REQUIRED ACTION
In the entries below, find the line with "use toolgate_domain::tool::entities::ToolDefinition;" and the line with "pub async fn replace(&self, tools: Vec<ToolDefinition>)". Print those two and everything between them exactly, and nothing else.

RECORDS PROVIDED
———

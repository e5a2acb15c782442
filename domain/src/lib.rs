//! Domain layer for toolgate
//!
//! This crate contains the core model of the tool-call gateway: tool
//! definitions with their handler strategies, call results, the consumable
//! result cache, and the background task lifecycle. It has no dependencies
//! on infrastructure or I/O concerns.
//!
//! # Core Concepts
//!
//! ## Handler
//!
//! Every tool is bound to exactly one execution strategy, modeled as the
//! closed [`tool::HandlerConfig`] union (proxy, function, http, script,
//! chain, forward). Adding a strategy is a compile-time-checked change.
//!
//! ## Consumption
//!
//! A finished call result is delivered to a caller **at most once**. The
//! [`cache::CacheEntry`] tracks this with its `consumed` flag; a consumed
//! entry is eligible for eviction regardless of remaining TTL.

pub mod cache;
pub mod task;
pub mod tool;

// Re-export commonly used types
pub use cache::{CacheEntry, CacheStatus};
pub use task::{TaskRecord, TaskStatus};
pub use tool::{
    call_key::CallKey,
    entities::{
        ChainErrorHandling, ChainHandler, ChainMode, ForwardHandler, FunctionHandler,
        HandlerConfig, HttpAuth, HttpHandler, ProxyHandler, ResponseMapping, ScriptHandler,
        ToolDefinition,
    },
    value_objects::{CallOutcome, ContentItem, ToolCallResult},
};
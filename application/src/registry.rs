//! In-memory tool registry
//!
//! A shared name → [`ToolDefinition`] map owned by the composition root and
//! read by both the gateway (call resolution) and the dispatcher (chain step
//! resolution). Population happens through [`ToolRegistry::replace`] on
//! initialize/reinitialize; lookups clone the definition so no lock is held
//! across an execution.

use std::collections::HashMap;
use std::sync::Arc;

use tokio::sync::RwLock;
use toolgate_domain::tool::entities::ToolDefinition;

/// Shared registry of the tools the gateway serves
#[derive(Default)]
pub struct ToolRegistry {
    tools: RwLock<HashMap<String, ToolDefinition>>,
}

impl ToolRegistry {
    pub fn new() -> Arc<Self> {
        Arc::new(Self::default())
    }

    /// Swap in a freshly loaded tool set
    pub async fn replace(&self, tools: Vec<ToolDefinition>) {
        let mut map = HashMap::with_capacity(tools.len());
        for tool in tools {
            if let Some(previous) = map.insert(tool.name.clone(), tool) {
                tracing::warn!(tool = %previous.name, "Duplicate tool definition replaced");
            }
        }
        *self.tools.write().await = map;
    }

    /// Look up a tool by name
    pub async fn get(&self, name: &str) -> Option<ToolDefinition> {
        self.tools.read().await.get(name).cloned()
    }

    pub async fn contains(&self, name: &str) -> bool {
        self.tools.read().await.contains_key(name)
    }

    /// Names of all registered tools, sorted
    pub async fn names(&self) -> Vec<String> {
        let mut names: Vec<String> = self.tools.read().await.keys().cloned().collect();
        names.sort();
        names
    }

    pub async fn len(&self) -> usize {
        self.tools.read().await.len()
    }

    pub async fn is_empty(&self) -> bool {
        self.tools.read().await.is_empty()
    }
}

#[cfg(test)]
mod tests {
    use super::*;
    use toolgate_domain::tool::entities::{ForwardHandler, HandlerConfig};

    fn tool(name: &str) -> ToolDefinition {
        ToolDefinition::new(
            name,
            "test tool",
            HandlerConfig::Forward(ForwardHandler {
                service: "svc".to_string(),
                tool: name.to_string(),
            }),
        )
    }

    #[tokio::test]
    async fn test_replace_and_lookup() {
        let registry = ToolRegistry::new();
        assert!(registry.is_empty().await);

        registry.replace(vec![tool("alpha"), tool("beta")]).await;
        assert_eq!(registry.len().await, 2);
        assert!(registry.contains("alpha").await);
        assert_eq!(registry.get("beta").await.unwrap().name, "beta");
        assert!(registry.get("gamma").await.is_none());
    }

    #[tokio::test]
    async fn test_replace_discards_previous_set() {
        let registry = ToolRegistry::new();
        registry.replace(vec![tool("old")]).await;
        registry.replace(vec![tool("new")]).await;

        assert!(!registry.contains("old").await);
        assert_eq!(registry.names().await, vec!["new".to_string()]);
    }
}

———

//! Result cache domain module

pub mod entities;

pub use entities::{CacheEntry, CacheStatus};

———

EXPECTED OUTPUT
use toolgate_domain::tool::entities::ToolDefinition;

/// Shared registry of the tools the gateway serves
#[derive(Default)]
pub struct ToolRegistry {
    tools: RwLock<HashMap<String, ToolDefinition>>,
}

impl ToolRegistry {
    pub fn new() -> Arc<Self> {
        Arc::new(Self::default())
    }

    /// Swap in a freshly loaded tool set
    pub async fn replace(&self, tools: Vec<ToolDefinition>) {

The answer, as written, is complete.